At a critical stage where AI agents are evolving toward complex, multi-step tasks, the open-source community welcomes a new rising star. The Jan team has officially released Jan-v2-VL-Max—a 30-billion parameter multimodal large model specifically designed for long-term, high-stability automated execution scenarios. It has surpassed Google's Gemini 2.5 Pro and DeepSeek R1 in key metrics, injecting strong momentum into the open-source agent ecosystem.

image.png

Focusing on the "error accumulation" problem, it effectively tackles "off-track" issues in multi-step execution

Currently, multimodal agents often face the "error accumulation" issue when executing long sequences of operations (such as automated UI operations or cross-application task flows), where small deviations in intermediate steps lead to significant task deviations later on. Jan-v2-VL-Max introduces a LoRA-based RLVR (Reinforced Long-horizon Vision-Language Reasoning) technology, significantly improving the consistency and interference resistance of the reasoning chain while maintaining the capabilities of the Qwen3-VL-30B base model, ensuring accurate execution even after dozens of steps.

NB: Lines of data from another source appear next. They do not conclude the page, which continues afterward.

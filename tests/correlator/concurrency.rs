use std::{collections::HashSet, sync::Arc, thread};

use serde_json::json;
use traceforge::{
    correlator::{CorrelatorConfig, EndPayload, EventCorrelator, StartPayload},
    trace::AgentInfo,
};

#[test]
fn given_parallel_tool_calls_when_correlated_then_every_step_lands_exactly_once() {
    let correlator = Arc::new(
        EventCorrelator::new(CorrelatorConfig::for_agent(AgentInfo::named("test-agent")))
            .expect("default config is valid"),
    );

    let handles: Vec<_> = (0..16)
        .map(|i| {
            let correlator = Arc::clone(&correlator);
            thread::spawn(move || {
                let run_id = format!("tool-{i}");
                correlator
                    .on_start(
                        &run_id,
                        None,
                        StartPayload::Tool {
                            tool_name: format!("tool_{i}"),
                            arguments: json!({"i": i}),
                        },
                    )
                    .expect("start should succeed");
                correlator
                    .on_end(
                        &run_id,
                        EndPayload::Tool {
                            result: Some(json!({"i": i})),
                            success: Some(true),
                            resource_impact: None,
                        },
                    )
                    .expect("end should succeed");
            })
        })
        .collect();
    for handle in handles {
        handle.join().expect("worker thread must not panic");
    }

    let correlator = Arc::try_unwrap(correlator)
        .unwrap_or_else(|_| panic!("correlator must have no remaining owners"));
    let trace = correlator.finish().expect("finish should succeed");

    assert_eq!(trace.steps.len(), 16);
    let ids: HashSet<&str> = trace.steps.iter().map(|step| step.step_id()).collect();
    assert_eq!(ids.len(), 16, "step ids must be unique");
    trace.validate().expect("trace invariants must hold");
}

#[test]
fn given_racing_on_end_calls_when_correlated_then_only_one_wins() {
    let correlator = Arc::new(
        EventCorrelator::new(CorrelatorConfig::for_agent(AgentInfo::named("test-agent")))
            .expect("default config is valid"),
    );
    correlator
        .on_start(
            "tool-1",
            None,
            StartPayload::Tool {
                tool_name: "search".to_string(),
                arguments: json!({}),
            },
        )
        .expect("start should succeed");

    let handles: Vec<_> = (0..4)
        .map(|_| {
            let correlator = Arc::clone(&correlator);
            thread::spawn(move || {
                correlator
                    .on_end(
                        "tool-1",
                        EndPayload::Tool {
                            result: None,
                            success: Some(true),
                            resource_impact: None,
                        },
                    )
                    .is_ok()
            })
        })
        .collect();
    let wins: usize = handles
        .into_iter()
        .map(|handle| handle.join().expect("worker thread must not panic"))
        .filter(|won| *won)
        .count();
    assert_eq!(wins, 1, "exactly one finalization may claim the run");

    let correlator = Arc::try_unwrap(correlator)
        .unwrap_or_else(|_| panic!("correlator must have no remaining owners"));
    let trace = correlator.finish().expect("finish should succeed");
    assert_eq!(trace.steps.len(), 1);
}
use schemars::JsonSchema;
use serde::{Deserialize, Serialize};

/// A fact the user stated about themselves.
#[derive(Debug, Clone, PartialEq, Serialize, Deserialize, JsonSchema)]
pub struct UserFact {
    /// Description of what the user stated.
    pub fact: String,
    /// Category: equipment, schedule, preference, household, location.
    pub topic: String,
}

/// A fact that was correctly saved to memory.
#[derive(Debug, Clone, PartialEq, Serialize, Deserialize, JsonSchema)]
pub struct CorrectSave {
    pub fact: String,
    /// How it was saved to memory.
    pub saved_as: String,
}

/// A fact the user stated but was not saved.
#[derive(Debug, Clone, PartialEq, Serialize, Deserialize, JsonSchema)]
pub struct MissedFact {
    pub fact: String,
    /// Which memory field should have been updated.
    pub should_have_updated: String,
}

/// Something saved to memory that the user did not state.
#[derive(Debug, Clone, PartialEq, Serialize, Deserialize, JsonSchema)]
pub struct Hallucination {
    /// What was incorrectly saved.
    pub saved: String,
    /// Why this is considered a hallucination.
    pub reason: String,
}

/// Correct data that was incorrectly lost or overwritten.
#[derive(Debug, Clone, PartialEq, Serialize, Deserialize, JsonSchema)]
pub struct DataLoss {
    pub field: String,
    /// The value that was lost.
    pub old_value: String,
    /// Why this loss was incorrect.
    pub reason: String,
}

/// The structured verdict the backend must return. The generated schema
/// is handed to the backend and the response is validated against it
/// before deserialization.
#[derive(Debug, Clone, PartialEq, Serialize, Deserialize, JsonSchema)]
pub struct MemoryHygieneEvaluation {
    #[serde(default)]
    pub user_facts_stated: Vec<UserFact>,
    #[serde(default)]
    pub facts_correctly_saved: Vec<CorrectSave>,
    #[serde(default)]
    pub facts_missed: Vec<MissedFact>,
    #[serde(default)]
    pub hallucinations: Vec<Hallucination>,
    #[serde(default)]
    pub data_incorrectly_lost: Vec<DataLoss>,
    /// One sentence summary of memory management quality.
    pub summary: String,
    /// Quality score from 0.0 (worst) to 1.0 (best).
    pub score: f64,
    pub passed: bool,
}
use std::fmt;

#[derive(Debug, Clone, Copy, PartialEq, Eq)]
pub enum TraceErrorKind {
    DuplicateStepId,
    InvalidTimeRange,
    SealedTrace,
    Serialization,
}

#[derive(Debug, Clone, PartialEq, Eq)]
pub struct TraceError {
    pub kind: TraceErrorKind,
    pub message: String,
}

impl TraceError {
    pub fn new(kind: TraceErrorKind, message: impl Into<String>) -> Self {
        Self {
            kind,
            message: message.into(),
        }
    }
}

impl fmt::Display for TraceError {
    fn fmt(&self, f: &mut fmt::Formatter<'_>) -> fmt::Result {
        write!(f, "{}", self.message)
    }
}

impl std::error::Error for TraceError {}

pub fn duplicate_step_id(message: impl Into<String>) -> TraceError {
    TraceError::new(TraceErrorKind::DuplicateStepId, message)
}

pub fn invalid_time_range(message: impl Into<String>) -> TraceError {
    TraceError::new(TraceErrorKind::InvalidTimeRange, message)
}

pub fn sealed_trace(message: impl Into<String>) -> TraceError {
    TraceError::new(TraceErrorKind::SealedTrace, message)
}

pub fn serialization(message: impl Into<String>) -> TraceError {
    TraceError::new(TraceErrorKind::Serialization, message)
}
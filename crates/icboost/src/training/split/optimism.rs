//! Optimism of a chosen split.
//!
//! Choosing the best of many candidate splits inflates the observed
//! training-loss reduction. Under the null of no signal, the normalized
//! reduction at split proportion `u` converges to a process `S(τ)` in the
//! time `τ = ½·ln(u(1−ε)/(ε(1−u)))`: a Cox–Ingersoll–Ross diffusion with
//! stationary χ²₁ marginal. The optimism of the selected split is the
//! node's own optimism scaled by `E[max S]` over the candidates tested.
//!
//! The process paths are supplied by the caller as an `n_sim × K` matrix
//! (`cir_sim`), column `k` sampled at `u_k = linspace(ε, 1 − ε, K)[k]`.
//!
//! Per feature the maximum over candidate proportions is taken on every
//! simulated path; the per-feature maxima are summarized by a moment-fitted
//! Gumbel and features are combined as the maximum of independent Gumbels.

use ndarray::ArrayView2;

/// Boundary offset of the split-proportion grid.
pub const GRID_EPS: f64 = 1e-12;

/// Euler–Mascheroni constant.
const EULER_GAMMA: f64 = 0.577_215_664_901_532_9;

// =============================================================================
// CirGrid
// =============================================================================

/// Process-time grid matching the columns of `cir_sim`.
#[derive(Debug, Clone)]
pub struct CirGrid {
    taus: Vec<f64>,
}

/// Bracketing columns and interpolation weight for one candidate.
#[derive(Debug, Clone, Copy, PartialEq)]
struct Bracket {
    lo: usize,
    weight: f64,
}

impl CirGrid {
    /// Grid for `n_cols` columns. With fewer than two there is nothing to
    /// interpolate and every candidate reads column 0.
    pub fn new(n_cols: usize) -> Self {
        let step = (1.0 - 2.0 * GRID_EPS) / (n_cols.max(2) - 1) as f64;
        let taus = (0..n_cols)
            .map(|k| split_time(GRID_EPS + k as f64 * step))
            .collect();
        Self { taus }
    }

    pub fn n_cols(&self) -> usize {
        self.taus.len()
    }

    pub fn taus(&self) -> &[f64] {
        &self.taus
    }

    fn bracket(&self, u: f64) -> Bracket {
        if self.taus.len() < 2 {
            return Bracket { lo: 0, weight: 0.0 };
        }
        let tau = split_time(u);
        let last = self.taus.len() - 1;
        // First column with tau_k > tau, kept inside [1, last].
        let hi = self.taus.partition_point(|&t| t <= tau).clamp(1, last);
        let lo = hi - 1;
        let span = self.taus[hi] - self.taus[lo];
        let weight = if span > 0.0 {
            ((tau - self.taus[lo]) / span).clamp(0.0, 1.0)
        } else {
            0.0
        };
        Bracket { lo, weight }
    }
}

/// Process time for split proportion `u`, clamped to the grid's range.
pub fn split_time(u: f64) -> f64 {
    let u = u.clamp(GRID_EPS, 1.0 - GRID_EPS);
    0.5 * ((u * (1.0 - GRID_EPS)) / (GRID_EPS * (1.0 - u))).ln()
}

// =============================================================================
// Gumbel
// =============================================================================

/// Gumbel (maximum) distribution with location `mu` and scale `beta`.
#[derive(Debug, Clone, Copy, PartialEq)]
pub struct Gumbel {
    pub mu: f64,
    pub beta: f64,
}

impl Gumbel {
    /// Method-of-moments fit: `β = sd·√6/π`, `μ = mean − γβ`.
    pub fn from_moments(mean: f64, sd: f64) -> Self {
        let beta = sd * 6f64.sqrt() / std::f64::consts::PI;
        Self {
            mu: mean - EULER_GAMMA * beta,
            beta,
        }
    }

    pub fn mean(&self) -> f64 {
        self.mu + EULER_GAMMA * self.beta
    }

    /// Expected maximum of independent Gumbels.
    ///
    /// All components are taken with the largest scale `β*`, for which the
    /// maximum is Gumbel with `μ* = β*·ln Σ exp(μ_j/β*)`. When every scale
    /// is zero the maxima are constants and the largest mean is returned.
    /// Returns `None` for an empty slice.
    pub fn expected_max(components: &[Gumbel]) -> Option<f64> {
        let beta = components.iter().map(|g| g.beta).fold(None, |acc: Option<f64>, b| {
            Some(acc.map_or(b, |a| a.max(b)))
        })?;
        if beta <= 0.0 {
            return components
                .iter()
                .map(Gumbel::mean)
                .fold(None, |acc: Option<f64>, m| Some(acc.map_or(m, |a| a.max(m))));
        }
        let scaled_max = components
            .iter()
            .map(|g| g.mu / beta)
            .fold(f64::NEG_INFINITY, f64::max);
        let sum: f64 = components
            .iter()
            .map(|g| (g.mu / beta - scaled_max).exp())
            .sum();
        let mu = beta * (scaled_max + sum.ln());
        Some(mu + EULER_GAMMA * beta)
    }
}

// =============================================================================
// OptimismEstimator
// =============================================================================

/// Running maxima of the simulated paths over one feature's candidates.
#[derive(Debug, Clone)]
pub struct FeatureMaxima {
    maxima: Vec<f64>,
    n_candidates: usize,
}

impl FeatureMaxima {
    pub fn n_candidates(&self) -> usize {
        self.n_candidates
    }
}

/// Estimates `E[max S]` for a node from the simulated paths.
#[derive(Debug, Clone)]
pub struct OptimismEstimator<'a> {
    cir_sim: ArrayView2<'a, f64>,
    grid: CirGrid,
    components: Vec<Gumbel>,
}

impl<'a> OptimismEstimator<'a> {
    /// Without rows or columns in `cir_sim` no candidate is recorded and
    /// [`expected_max`](Self::expected_max) is `None`.
    pub fn new(cir_sim: ArrayView2<'a, f64>) -> Self {
        let grid = CirGrid::new(cir_sim.ncols());
        Self {
            cir_sim,
            grid,
            components: Vec::new(),
        }
    }

    /// Forget the features of the previous node.
    pub fn reset(&mut self) {
        self.components.clear();
    }

    /// Start accumulating one feature.
    pub fn begin_feature(&self) -> FeatureMaxima {
        FeatureMaxima {
            maxima: vec![f64::NEG_INFINITY; self.cir_sim.nrows()],
            n_candidates: 0,
        }
    }

    /// Account for a candidate with `n_left` of `n_node` observations on the
    /// left.
    pub fn add_candidate(&self, acc: &mut FeatureMaxima, n_left: usize, n_node: usize) {
        let n_cols = self.cir_sim.ncols();
        if n_cols == 0 {
            return;
        }
        let Bracket { lo, weight } = self.grid.bracket(n_left as f64 / n_node as f64);
        let lo_col = self.cir_sim.column(lo);
        let hi_col = self.cir_sim.column((lo + 1).min(n_cols - 1));
        for ((max, &a), &b) in acc.maxima.iter_mut().zip(lo_col.iter()).zip(hi_col.iter()) {
            let value = a + weight * (b - a);
            if value > *max {
                *max = value;
            }
        }
        acc.n_candidates += 1;
    }

    /// Summarize a feature's maxima. Features without candidates are ignored.
    pub fn finish_feature(&mut self, acc: FeatureMaxima) {
        if acc.n_candidates == 0 || acc.maxima.is_empty() {
            return;
        }
        let n = acc.maxima.len() as f64;
        let mean = acc.maxima.iter().sum::<f64>() / n;
        let sd = if acc.maxima.len() > 1 {
            let ss: f64 = acc.maxima.iter().map(|m| (m - mean) * (m - mean)).sum();
            (ss / (n - 1.0)).sqrt()
        } else {
            0.0
        };
        self.components.push(Gumbel::from_moments(mean, sd));
    }

    /// `E[max S]` over every feature finished since the last reset.
    pub fn expected_max(&self) -> Option<f64> {
        Gumbel::expected_max(&self.components)
    }
}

Top in the "Hallucination-Decay Return" test, defining a new benchmark for agents

The model performs exceptionally well in the new evaluation benchmark "Hallucination-Decay Return (HDR)," which specifically measures how quickly the return rate decreases due to hallucinations or logical breakdowns as the task length increases. Jan-v2-VL-Max maintains high return stability in long-sequence tasks, surpassing Gemini 2.5 Pro and DeepSeek R1, verifying its reliability in real-world automation scenarios.

image.png

Ready to use, supporting efficient local deployment

To lower the entry barrier, the Jan team provides:

- A web-based interactive interface, allowing users to upload images, input instructions, and test multi-step automation processes;

- A vLLM-optimized local deployment solution that supports efficient operation on consumer-grade GPUs, making it easy for developers to integrate into their own agent systems.

A breakthrough in "long thinking" for the open-source community

Although Jan-v2-VL-Max achieves only a "minor improvement" in long-sequence execution compared to the base model, in the agent field, every 1% increase in stability represents a qualitative change in usability. This achievement marks that the open-source community is moving from "single-step response" to "long-term planning," providing a practical open-source foundation for high-value scenarios such as UI automation, robot control, and multi-tool collaboration.

AIbase believes that when the competition among large models shifts from "who is smarter" to "who is more reliable," the Jan team's focus on execution stability is timely. As agents are about to become the main interaction paradigm of AI, Jan-v2-VL-Max may become a key piece for developers to build "never-failing" intelligent agents.